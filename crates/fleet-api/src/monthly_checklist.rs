//! Monthly vehicle maintenance checklist endpoints.

use fleet_core::entities::{MonthlyChecklist, MonthlyChecklistDraft};

use crate::{ApiClient, error::ApiError};

impl ApiClient {
    /// Submit a new monthly checklist.
    ///
    /// # Errors
    ///
    /// Returns [`ApiError`] if the request fails or the backend rejects the
    /// payload.
    pub async fn create_monthly_checklist(
        &self,
        draft: &MonthlyChecklistDraft,
    ) -> Result<MonthlyChecklist, ApiError> {
        self.post_data("/monthly-checklist/create_monthly_checklist", draft)
            .await
    }

    /// Fetch a single monthly checklist by id.
    ///
    /// # Errors
    ///
    /// Returns [`ApiError`] if the request fails or no record matches `id`.
    pub async fn get_monthly_checklist(&self, id: &str) -> Result<MonthlyChecklist, ApiError> {
        self.get_data(&format!(
            "/monthly-checklist/get_monthly_checklist/{}",
            urlencoding::encode(id)
        ))
        .await
    }

    /// Fetch every monthly checklist.
    ///
    /// # Errors
    ///
    /// Returns [`ApiError`] if the request fails.
    pub async fn list_monthly_checklists(&self) -> Result<Vec<MonthlyChecklist>, ApiError> {
        self.get_data("/monthly-checklist/get_monthly_checklist")
            .await
    }

    /// Replace the monthly checklist at `id` with `draft`.
    ///
    /// # Errors
    ///
    /// Returns [`ApiError`] if the request fails or the backend rejects the
    /// payload.
    pub async fn update_monthly_checklist(
        &self,
        id: &str,
        draft: &MonthlyChecklistDraft,
    ) -> Result<MonthlyChecklist, ApiError> {
        self.put_data(
            &format!(
                "/monthly-checklist/update_monthly_checklist/{}",
                urlencoding::encode(id)
            ),
            draft,
        )
        .await
    }

    /// Delete the monthly checklist at `id`, resolving to the deleted id.
    ///
    /// # Errors
    ///
    /// Returns [`ApiError`] if the request fails.
    pub async fn delete_monthly_checklist(&self, id: &str) -> Result<String, ApiError> {
        self.delete_record(&format!(
            "/monthly-checklist/delete_monthly_checklist/{}",
            urlencoding::encode(id)
        ))
        .await?;
        Ok(id.to_string())
    }
}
•••
* [Your objective]:
Show all lines above holding the word "format".

* [Answer box]:
        self.get_data(&format!(
            &format!(
        self.delete_record(&format!(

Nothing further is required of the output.